And E, constructing a four-rotor unmanned aerial vehicle attitude loop anti-interference controller based on a robust integral control technology according to the target surrounding tracking dynamic feedback controller of the four-rotor unmanned aerial vehicle trajectory loop.

In practical applications, the step E specifically includes the following steps E1 to E3.

Step E1, tracking error vector e according to attitude angle of quad-rotor unmanned aerial vehicle _Θ And constructing corresponding angular velocity tracking error vector of quad-rotor unmanned aerial vehicle

Wherein the content of the first and second substances,

is an intermediate variable, k _Θ ＝diag(k _Θ,1 ,k _Θ,2 ,k _Θ,3 ) Representing the four-rotor unmanned aerial vehicle attitude angle controller gain matrix, k _Θ,1 、k _Θ,2 、k _Θ,3 The attitude angles of the quad-rotor unmanned aerial vehicle correspond to the adjustable gains of the controller in each direction of the coordinate system respectively.

Step E2, tracking error vector e according to corresponding angular velocity of quad-rotor unmanned aerial vehicle _ω Building an auxiliary function

Wherein k is _ω ＝diag(k _ω,1 ,k _ω,2 ,k _ω,3 ) Represents the four-rotor unmanned aerial vehicle angular velocity controller gain matrix, k _ω,1 、k _ω,2 、k _ω,3 The angular speed of the quad-rotor unmanned aerial vehicle corresponds to the adjustable gain of the controller in each direction of the coordinate system.

Step E3. unfolding for the auxiliary function xi, obtaining

Then, constructing a four-rotor unmanned aerial vehicle attitude loop anti-interference controller as follows:

U _ω ＝U _ω1 +U _ω2 +U _ω3 ,

U _ω2 ＝-k _ω e _ω -k _Ξ e _ω ,

wherein k is _Ξ ＝diag(k _Ξ,1 ,k _Ξ,2 ,k _Ξ,3 ) Is a positive robust feedback gain matrix, the robust integral gain delta is an adjustable parameter larger than zero, xi is an integral variable, U _ω Is a four-rotor unmanned aerial vehicle attitude loop controller, U _ω1 For model compensation terms in the controller, U _ω2 For linear feedback terms, U _ω3 Is a non-linear robust term.

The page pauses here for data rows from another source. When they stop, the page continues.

//! Device folder and attachment resolution for library records

use std::collections::{HashSet, VecDeque};
use std::fs;
use std::path::{Path, PathBuf};

use regex::Regex;
use tracing::{debug, warn};

use crate::config::Config;
use crate::error::{Result, SyncError};
use crate::library::LibraryService;
use crate::types::{
    AttachmentRef, CollectionHierarchy, LibraryItem, LibraryRecord, LinkMode, ANNOTATED_SUFFIX,
    LINKED_PREFIX,
};

/// Maps library records to device folders and local PDF files
pub struct PathResolver<'a> {
    library: &'a dyn LibraryService,
    config: &'a Config,
}

impl<'a> PathResolver<'a> {
    pub fn new(library: &'a dyn LibraryService, config: &'a Config) -> Self {
        Self { library, config }
    }

    /// Device folders for a record, root to leaf.
    ///
    /// Only the record's first collection is used. Records outside any
    /// collection go to the configured default folder.
    pub fn resolve_hierarchy(&self, record: &LibraryRecord) -> Result<CollectionHierarchy> {
        let Some(first) = record.collections.first() else {
            return CollectionHierarchy::new(vec![self.config.remarkable.default_dir.clone()])
                .ok_or_else(|| SyncError::Config("remarkable.default_dir is empty".to_string()));
        };

        // Walk leaf to root
        let mut names = Vec::new();
        let mut visited = HashSet::new();
        let mut next = Some(first.clone());
        while let Some(key) = next {
            if !visited.insert(key.clone()) {
                return Err(SyncError::CollectionLookup(format!(
                    "collection cycle through {}",
                    key
                )));
            }
            let collection = self
                .library
                .collection(&key)
                .map_err(|e| SyncError::CollectionLookup(format!("{}: {}", key, e)))?
                .ok_or_else(|| SyncError::CollectionLookup(format!("{} not found", key)))?;
            names.push(collection.name);
            next = collection.parent;
        }
        names.reverse();

        let mut folders = self.config.remarkable.base_folders();
        folders.extend(names);
        CollectionHierarchy::new(folders)
            .ok_or_else(|| SyncError::CollectionLookup(format!("{} has no name", first)))
    }

    /// Local PDF files attached to a record, possibly empty.
    ///
    /// Children are visited in no particular order. Annotated copies written
    /// by earlier inbound passes are never returned.
    pub fn resolve_attachments(&self, record: &LibraryRecord) -> Result<Vec<AttachmentRef>> {
        let mut queue: VecDeque<LibraryItem> = VecDeque::from([record.clone()]);
        let mut found = Vec::new();

        while let Some(item) = queue.pop_front() {
            if item.is_note() {
                continue;
            }
            if !item.is_attachment() {
                queue.extend(self.library.children(&item.key)?);
                continue;
            }

            let Some(name) = item.stored_name() else {
                debug!(key = %item.key, "Attachment has no file name, skipping");
                continue;
            };
            if !is_source_pdf(name) {
                debug!(key = %item.key, name, "Not a source PDF, skipping");
                continue;
            }

            match name.strip_prefix(LINKED_PREFIX) {
                Some(relative) => {
                    if let Some(path) = self.find_linked(relative) {
                        found.push(AttachmentRef {
                            path,
                            item_key: item.key.clone(),
                            link_mode: LinkMode::Linked,
                        });
                    }
                }
                None => {
                    let matches = self.find_managed(name);
                    if matches.is_empty() {
                        warn!(name, "Cannot find file in library storage, skipping");
                    }
                    found.extend(matches.into_iter().map(|path| AttachmentRef {
                        path,
                        item_key: item.key.clone(),
                        link_mode: LinkMode::Managed,
                    }));
                }
            }
        }

        Ok(found)
    }

    fn find_linked(&self, relative: &str) -> Option<PathBuf> {
        let Some(root) = &self.config.zotero.attachment_dir else {
            warn!(relative, "Linked attachment but zotero.attachment_dir is not set");
            return None;
        };
        let path = root.join(relative);
        if path.is_file() {
            Some(path)
        } else {
            warn!(path = %path.display(), "Linked attachment missing on disk");
            None
        }
    }

    /// Every `<storage>/<KEY>/<file_name>` on disk.
    ///
    /// Managed files live under per-item generated folders that cannot be
    /// derived from metadata, so the storage tree is searched. All matches are
    /// returned, duplicates included.
    pub fn find_managed(&self, file_name: &str) -> Vec<PathBuf> {
        let storage = &self.config.zotero.storage_dir;
        let pattern = match Regex::new(&format!("^[A-Z0-9]+/{}$", regex::escape(file_name))) {
            Ok(pattern) => pattern,
            Err(e) => {
                warn!(file_name, error = %e, "Cannot build storage search pattern");
                return Vec::new();
            }
        };

        let subdirs = match fs::read_dir(storage) {
            Ok(entries) => entries,
            Err(e) => {
                warn!(storage = %storage.display(), error = %e, "Cannot read library storage");
                return Vec::new();
            }
        };

        let mut matches = Vec::new();
        for subdir in subdirs.flatten() {
            let Ok(files) = fs::read_dir(subdir.path()) else {
                continue;
            };
            let subdir_name = subdir.file_name().to_string_lossy().into_owned();
            for file in files.flatten() {
                let relative = format!("{}/{}", subdir_name, file.file_name().to_string_lossy());
                if pattern.is_match(&relative) && file.path().is_file() {
                    matches.push(file.path());
                }
            }
        }
        matches.sort();
        matches
    }

    /// Library path for a file under the attachment root, e.g. `attachments:ml/x.pdf`
    pub fn linked_library_path(&self, local: &Path) -> Option<String> {
        let root = self.config.zotero.attachment_dir.as_ref()?;
        let relative = local.strip_prefix(root).ok()?;
        let parts: Vec<String> = relative
            .components()
            .map(|c| c.as_os_str().to_string_lossy().into_owned())
            .collect();
        Some(format!("{}{}", LINKED_PREFIX, parts.join("/")))
    }
}

/// A PDF that is not one of our own annotated copies
fn is_source_pdf(name: &str) -> bool {
    let lower = name.to_lowercase();
    lower.contains(".pdf") && !lower.ends_with(ANNOTATED_SUFFIX)
}
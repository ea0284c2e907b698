//! Annotation extraction from device document archives

use std::fs;
use std::path::{Path, PathBuf};
use std::process::Command;

use serde_json::json;
use tracing::{debug, info};

use crate::config::RemarksConfig;
use crate::device::{DeviceClient, DocumentStat};
use crate::error::{Result, SyncError};
use crate::types::{annotated_name, strip_pdf_extension};

/// Console text the extraction tool prints when a document has no annotations
pub const NO_ANNOTATIONS_MARKER: &str = "no annotations found";

/// External tool turning an unpacked document into markdown + PDF
pub trait AnnotationTool {
    /// Write combined outputs into `out_dir`, returning the tool's console output
    fn run(&self, input_dir: &Path, out_dir: &Path) -> Result<String>;
}

/// The `remarks` extraction tool
pub struct Remarks {
    config: RemarksConfig,
}

impl Remarks {
    pub fn new(config: RemarksConfig) -> Self {
        Self { config }
    }
}

impl AnnotationTool for Remarks {
    fn run(&self, input_dir: &Path, out_dir: &Path) -> Result<String> {
        // A source checkout runs as a module from its own directory
        let mut command = if self.config.path.is_dir() {
            let mut command = Command::new(&self.config.python);
            command
                .arg("-m")
                .arg("remarks")
                .current_dir(&self.config.path);
            command
        } else {
            Command::new(&self.config.path)
        };
        command
            .arg(input_dir)
            .arg(out_dir)
            .arg("--combined_pdf")
            .arg("--combined_md");
        debug!(?command, "Running annotation tool");

        let output = command
            .output()
            .map_err(|e| SyncError::Extraction(format!("failed to run remarks: {}", e)))?;
        let stdout = String::from_utf8_lossy(&output.stdout);
        let stderr = String::from_utf8_lossy(&output.stderr);
        if !output.status.success() {
            return Err(SyncError::Extraction(format!(
                "remarks exited with {}: {}",
                output.status,
                stderr.trim()
            )));
        }
        Ok(format!("{}{}", stdout, stderr))
    }
}

/// Files produced for one document; both absent when it had no annotations
#[derive(Debug, Clone, Default, PartialEq, Eq)]
pub struct ExtractedAnnotations {
    pub note: Option<PathBuf>,
    pub pdf: Option<PathBuf>,
}

impl ExtractedAnnotations {
    pub fn is_empty(&self) -> bool {
        self.note.is_none() && self.pdf.is_none()
    }
}

/// Pulls a document from the device and runs the annotation tool on it
pub struct AnnotationExtractor<'a> {
    device: &'a dyn DeviceClient,
    tool: &'a dyn AnnotationTool,
}

impl<'a> AnnotationExtractor<'a> {
    pub fn new(device: &'a dyn DeviceClient, tool: &'a dyn AnnotationTool) -> Self {
        Self { device, tool }
    }

    /// Extract annotations for `device_path` into `work_dir`.
    ///
    /// Outputs are named after the document: `<name>.md` and
    /// `<name>_annotated.pdf`. Scratch files are removed whether or not
    /// extraction succeeds.
    pub fn extract(
        &self,
        device_path: &str,
        known: Option<&DocumentStat>,
        work_dir: &Path,
    ) -> Result<ExtractedAnnotations> {
        let scratch = tempfile::Builder::new().prefix("zotrm-extract").tempdir()?;

        let archive = self
            .device
            .get(device_path, scratch.path())
            .map_err(|e| SyncError::Extraction(format!("fetch {}: {}", device_path, e)))?;

        let stat = match known {
            Some(stat) => stat.clone(),
            None => self
                .device
                .stat(device_path)
                .map_err(|e| SyncError::Extraction(format!("stat {}: {}", device_path, e)))?,
        };
        let document = document_name(device_path);
        let display_name = stat.display_name.clone().unwrap_or_else(|| document.clone());

        let unpacked = scratch.path().join("unpacked");
        fs::create_dir_all(&unpacked)?;
        unzip(&archive, &unpacked)?;
        write_metadata(&unpacked, &stat, &display_name)?;

        let out_dir = scratch.path().join("out");
        fs::create_dir_all(&out_dir)?;
        let console = self.tool.run(&unpacked, &out_dir)?;
        if console.to_lowercase().contains(NO_ANNOTATIONS_MARKER) {
            info!("No annotations found in {}", device_path);
            return Ok(ExtractedAnnotations::default());
        }

        let produced = collect_files(&out_dir)?;
        let mut extracted = ExtractedAnnotations::default();
        if let Some(note) = pick_output(&produced, &display_name, "md") {
            let target = work_dir.join(format!("{}.md", document));
            fs::copy(note, &target)?;
            extracted.note = Some(target);
        }
        if let Some(pdf) = pick_output(&produced, &display_name, "pdf") {
            let target = work_dir.join(annotated_name(&document));
            fs::copy(pdf, &target)?;
            extracted.pdf = Some(target);
        }
        debug!(?extracted, "Extracted annotations from {}", device_path);
        Ok(extracted)
    }
}

/// Last path component without its `.pdf` extension
fn document_name(device_path: &str) -> String {
    let base = device_path.rsplit('/').next().unwrap_or(device_path);
    strip_pdf_extension(base).to_string()
}

fn unzip(archive: &Path, dest: &Path) -> Result<()> {
    let file = fs::File::open(archive)
        .map_err(|e| SyncError::Extraction(format!("open {}: {}", archive.display(), e)))?;
    let mut zip = zip::ZipArchive::new(file)
        .map_err(|e| SyncError::Extraction(format!("read {}: {}", archive.display(), e)))?;
    zip.extract(dest)
        .map_err(|e| SyncError::Extraction(format!("unzip {}: {}", archive.display(), e)))
}

/// Minimal `<id>.metadata` descriptor the extraction tool needs
fn write_metadata(dir: &Path, stat: &DocumentStat, display_name: &str) -> Result<()> {
    let descriptor = json!({
        "deleted": false,
        "lastModified": stat.modified.timestamp_millis().to_string(),
        "metadatamodified": false,
        "modified": false,
        "parent": "",
        "pinned": false,
        "synced": true,
        "type": stat.doc_type,
        "version": 1,
        "visibleName": display_name,
    });
    let path = dir.join(format!("{}.metadata", stat.id));
    fs::write(path, serde_json::to_vec_pretty(&descriptor)?)?;
    Ok(())
}

fn collect_files(root: &Path) -> Result<Vec<PathBuf>> {
    let mut files = Vec::new();
    let mut pending = vec![root.to_path_buf()];
    while let Some(dir) = pending.pop() {
        for entry in fs::read_dir(&dir)? {
            let path = entry?.path();
            if path.is_dir() {
                pending.push(path);
            } else {
                files.push(path);
            }
        }
    }
    files.sort();
    Ok(files)
}

/// Prefer a file named after the document; otherwise the first with `ext`
fn pick_output<'p>(files: &'p [PathBuf], display_name: &str, ext: &str) -> Option<&'p PathBuf> {
    let with_ext: Vec<&PathBuf> = files
        .iter()
        .filter(|p| {
            p.extension()
                .is_some_and(|e| e.to_string_lossy().eq_ignore_ascii_case(ext))
        })
        .collect();
    with_ext
        .iter()
        .find(|p| {
            p.file_name()
                .is_some_and(|n| n.to_string_lossy().starts_with(display_name))
        })
        .or(with_ext.first())
        .copied()
}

The designed target surrounding anti-interference control method of the quad-rotor unmanned aerial vehicle is applied to the reality, and the initial position and the speed state of the quad-rotor unmanned aerial vehicle are as follows:

[X _p,1 ,X _p,2 ,X _p,3 ,X _v,1 ,X _v,2 ,X _v,3 ] ^T ＝[-2,5,0,0,0,0] ^T

the motion trail of the tracked target is as follows:

X _tP ＝[X _P,t1 ,X _P,t2 ,X _P,t3 ] ^T ＝[1.5t,(0.1t-20),5] ^T

setting external disturbance:

Δ _v (t)＝[2sin(t)cos(t),2cos(0.5t),2sin(t)cos(t)] ^T N·m

Δ _ω (t)＝[0.3sin(0.5t),0.3cos(0.5t),0.3sin(0.5t)cos(0.5t)] ^T N·m

in order to obtain better controller performance, an error dynamic equation is selected to expand the bandwidth of the state observer

Track loop extended state observer bandwidth sigma _η 7, four rotor unmanned aerial vehicle orbit loop controller gain k _p ＝diag(k _p,1 ,k _p,2 ,k _p,3 ) Two (2,2,2), speed loop height component controller gain k in quad-rotor drone trajectory loop _v,3 1.5, 6 is the adjustable parameter mu, 6 is the surrounding radius zeta, and four-rotor unmanned aerial vehicle attitude angle controller gain k _Θ ＝diag(k _Θ,1 ,k _Θ,2 ,k _Θ,3 ) Biag (30,30,30), quad-rotor drone angular velocity controller gain k _ω ＝diag{k _ω1 ,k _ω2 ,k _ω3 Diag {5,5,5}, robust feedback gain k _Ξ ＝diag(k _Ξ,1 ,k _Ξ,2 ,k _Ξ,3 ) 1, the robust integral gain δ is diag {0.1,0.1,0.1 }; based on this in practical application, carry out above-mentioned step A to step E in proper order, obtain four rotor unmanned aerial vehicle gesture return circuit anti-interference controller for realize four rotor unmanned aerial vehicle to moving target's encircleing tracking, in practical application, the three-dimensional orbit of four rotor unmanned aerial vehicle target tracking under the inertial coordinate system is illustrated in fig. 2, the orbit of four rotor unmanned aerial vehicle target tracking X-Y plane under the inertial coordinate system is illustrated in fig. 3, and the relative distance between four rotor unmanned aerial vehicle and the target is illustrated in fig. 4.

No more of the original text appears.